Even Philo T. Wouldn’t Watch
Wednesday, May 24, 2006Still, some of the inventions have been pretty clever, and I suspect it will get much better once we get past the open casting calls.
That was my prediction, two months ago, about American Inventor. Well, I was wrong. Very wrong. Pre-war intelligence wrong.
Part of the problem was we never actually got past the open casting calls. They just kept showing them, every night. Which you might think would be interesting. After all, they had 10,000+ entries. That should give them plenty of material, right? Uh, no. They kept showing the same entries every night.
Hey, look, it’s Toe Jam guy!
Oh, and there’s Bladder Buddy guy again!
Remember wacky Therapy Buddy guy? Good times!
Rinse, repeat. Then we get to the judges narrowing the field to 12. “Great,” you think, “now we’ll get some real insight into what the judges think makes a good invention.” Nope. Instead, we got a couple of minutes of meaningless chatter and fighting amongst the judges so that there is more time for sob stories. And, of course, more open casting calls…
Boy, that Bladder Buddy guy sure was funny, remember?
Anyway, after that, each semifinalist gets $50,000 plus one of the judges as a mentor while they improve their product. “Ok,” you say to yourself, “now we’ll get to see how each inventor develops their product in a unique way. And, on top of that, we’ll get to see their mentor giving useful advice throughout the process.”
Oh, you naive little television watcher, you. Every single one of them did the exact same thing: meaningless focus group, design team, crying fit, product unveiling, wacky test video. And instead of seeing them get advice from experts we saw each get a two minute pep talk (even though, according to Doug Hall, the judges spent a great deal of time with the contestants).
Kudos to whomever at American Inventor found that last copy of 90’s Love Ballad HITS in the bargain bin at Wal-Mart. You, sir, got your money’s worth. Now, let’s see what’s next…
Ah, Therapy Buddy guy. Will you never learn?
In the finale we saw… yep, you guessed it: everything we saw in the semifinalist episodes. Plus, the contestants made commercials. Yay! We TiVo viewers are so excited that you made commercials! Bloop-bloop… Oh, sorry, force of habit.
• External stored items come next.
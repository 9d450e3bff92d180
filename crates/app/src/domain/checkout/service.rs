//! Checkout service.

use std::collections::HashMap;

use async_trait::async_trait;
use mockall::automock;
use sqlx::{Postgres, Transaction};
use tillpoint_pricing::{TaxRate, compute_totals};
use uuid::Uuid;

use crate::{
    database::Db,
    domain::{
        carts::repositories::{PgCartItemsRepository, PgCartsRepository},
        checkout::{
            errors::CheckoutServiceError,
            models::{CheckoutRequest, CustomerDetails, CustomerRecord, WALK_IN_NAME},
            repository::PgCheckoutRepository,
        },
        orders::{
            models::{Order, OrderItem},
            repository::{OrderRow, PgOrdersRepository},
        },
        products::repository::PgProductsRepository,
    },
};

#[derive(Debug, Clone)]
pub struct PgCheckoutService {
    db: Db,
    tax_rate: TaxRate,
    carts_repository: PgCartsRepository,
    items_repository: PgCartItemsRepository,
    orders_repository: PgOrdersRepository,
    products_repository: PgProductsRepository,
    checkout_repository: PgCheckoutRepository,
}

impl PgCheckoutService {
    #[must_use]
    pub fn new(db: Db, tax_rate: TaxRate) -> Self {
        Self {
            db,
            tax_rate,
            carts_repository: PgCartsRepository::new(),
            items_repository: PgCartItemsRepository::new(),
            orders_repository: PgOrdersRepository::new(),
            products_repository: PgProductsRepository::new(),
            checkout_repository: PgCheckoutRepository::new(),
        }
    }

    /// Resolves the captured details to a customer row: by phone first, then
    /// by name, falling back to the shared walk-in identity. Creates the row
    /// when no match exists.
    async fn resolve_customer(
        &self,
        tx: &mut Transaction<'_, Postgres>,
        details: &CustomerDetails,
    ) -> Result<CustomerRecord, CheckoutServiceError> {
        let phone = details.phone.trim();
        let name = details.name.trim();

        if !phone.is_empty() {
            if let Some(found) = self
                .checkout_repository
                .find_customer_by_phone(tx, phone)
                .await?
            {
                return Ok(found);
            }
        }

        let resolved_name = if details.is_walk_in_name() {
            WALK_IN_NAME
        } else {
            name
        };

        if phone.is_empty() {
            if let Some(found) = self
                .checkout_repository
                .find_customer_by_name(tx, resolved_name)
                .await?
            {
                return Ok(found);
            }
        }

        let created = self
            .checkout_repository
            .insert_customer(
                tx,
                Uuid::now_v7(),
                resolved_name,
                phone,
                details.address.trim(),
            )
            .await?;

        Ok(created)
    }
}

/// Builds the human order number from the sale instant and the order uuid.
fn order_number(uuid: Uuid, at: jiff::Timestamp) -> String {
    let stamp = at.strftime("%Y%m%d%H%M%S");
    let hex = uuid.simple().to_string();

    format!("SO{stamp}{}", &hex[26..])
}

#[async_trait]
impl CheckoutService for PgCheckoutService {
    async fn checkout(
        &self,
        cart: Uuid,
        request: CheckoutRequest,
    ) -> Result<Order, CheckoutServiceError> {
        if request.payment_method.trim().is_empty() {
            return Err(CheckoutServiceError::MissingPaymentMethod);
        }

        let mut tx = self.db.begin().await?;

        self.carts_repository.get_cart(&mut tx, cart).await?;

        let items = self.items_repository.get_cart_items(&mut tx, cart).await?;

        if items.is_empty() {
            return Err(CheckoutServiceError::EmptyCart);
        }

        // Lock the cart's product rows for the remainder of the transaction
        // and recheck stock under the lock. Add-time checks are advisory
        // only; this is the authoritative one.
        let mut product_uuids: Vec<Uuid> = items.iter().map(|item| item.product_uuid).collect();
        product_uuids.sort_unstable();

        let locked = self
            .checkout_repository
            .lock_products(&mut tx, &product_uuids)
            .await?;

        let stock_by_uuid: HashMap<Uuid, u32> = locked
            .iter()
            .map(|product| (product.uuid, product.stock_quantity))
            .collect();

        for item in &items {
            let available = stock_by_uuid.get(&item.product_uuid).copied().unwrap_or(0);

            if item.quantity > available {
                return Err(CheckoutServiceError::InsufficientStock {
                    product: item.product_name.clone(),
                    available,
                });
            }
        }

        let lines = items
            .iter()
            .map(|item| tillpoint_pricing::LineAmount::new(item.unit_price, item.quantity));
        let totals = compute_totals(lines, request.discount, self.tax_rate)?;

        let customer = self.resolve_customer(&mut tx, &request.customer).await?;

        let uuid = Uuid::now_v7();
        let number = order_number(uuid, jiff::Timestamp::now());

        let mut order = self
            .orders_repository
            .insert_order(
                &mut tx,
                OrderRow {
                    uuid,
                    order_number: &number,
                    customer_uuid: customer.uuid,
                    customer_name: &customer.name,
                    customer_phone: &customer.phone,
                    customer_address: &customer.address,
                    payment_method: request.payment_method.trim(),
                    subtotal: totals.subtotal,
                    discount_amount: totals.discount_amount,
                    tax_amount: totals.tax_amount,
                    total: totals.total,
                },
            )
            .await?;

        for item in &items {
            let order_item = OrderItem {
                product_uuid: item.product_uuid,
                product_name: item.product_name.clone(),
                product_sku: item.product_sku.clone(),
                quantity: item.quantity,
                unit_price: item.unit_price,
            };

            self.orders_repository
                .insert_order_item(&mut tx, uuid, &order_item)
                .await?;

            self.checkout_repository
                .decrement_stock(&mut tx, item.product_uuid, item.quantity)
                .await?;

            self.products_repository
                .insert_stock_movement(&mut tx, item.product_uuid, "OUT", item.quantity, "sale", &number)
                .await?;

            order.items.push(order_item);
        }

        self.carts_repository.delete_cart(&mut tx, cart).await?;

        tx.commit().await.map_err(CheckoutServiceError::Commit)?;

        tracing::info!(
            order = %order.order_number,
            total = order.total,
            "checkout committed"
        );

        Ok(order)
    }
}

#[automock]
#[async_trait]
pub trait CheckoutService: Send + Sync {
    /// Converts a cart into a committed order in one transaction: rechecks
    /// stock under row locks, prices the cart, decrements stock, writes the
    /// order and its movements, and deletes the cart. Any failure leaves
    /// stock and cart untouched.
    async fn checkout(
        &self,
        cart: Uuid,
        request: CheckoutRequest,
    ) -> Result<Order, CheckoutServiceError>;
}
After the finale, America voted on which of the four finalists should win. And, by America, I mean the 18 of us obsessive-compulsives who must finish what we start. The finale was followed a week later by the final finale, which finally finalized the results from the finale. It was an hour long — for no particular reason. There were several long stretches of people standing in silence, waiting for results. This was supposed to be suspenseful. It was not. We also had live remotes in each of the finalists’ home towns where the host talked at the people there. Not with, at. Apparently the earpiece was not such a great American invention. So, we got more stretches of silence — which, ironically, actually were suspenseful. Will he respond, or won’t he? And after all this, the winner is announced and… we gotta go. Yep, they ran out of time — it flew by so quickly, you almost didn’t hear a thing…
Each finalist will continue to get help with their invention, which is cool. Everything else about the show pretty much sucked. They would have to completely revamp it for me to watch next year. Drop all the repeats and show us more of the process, more development. Maybe they will do that. Or, maybe…
Toe Jam guy! Where’ve you been? We missed you!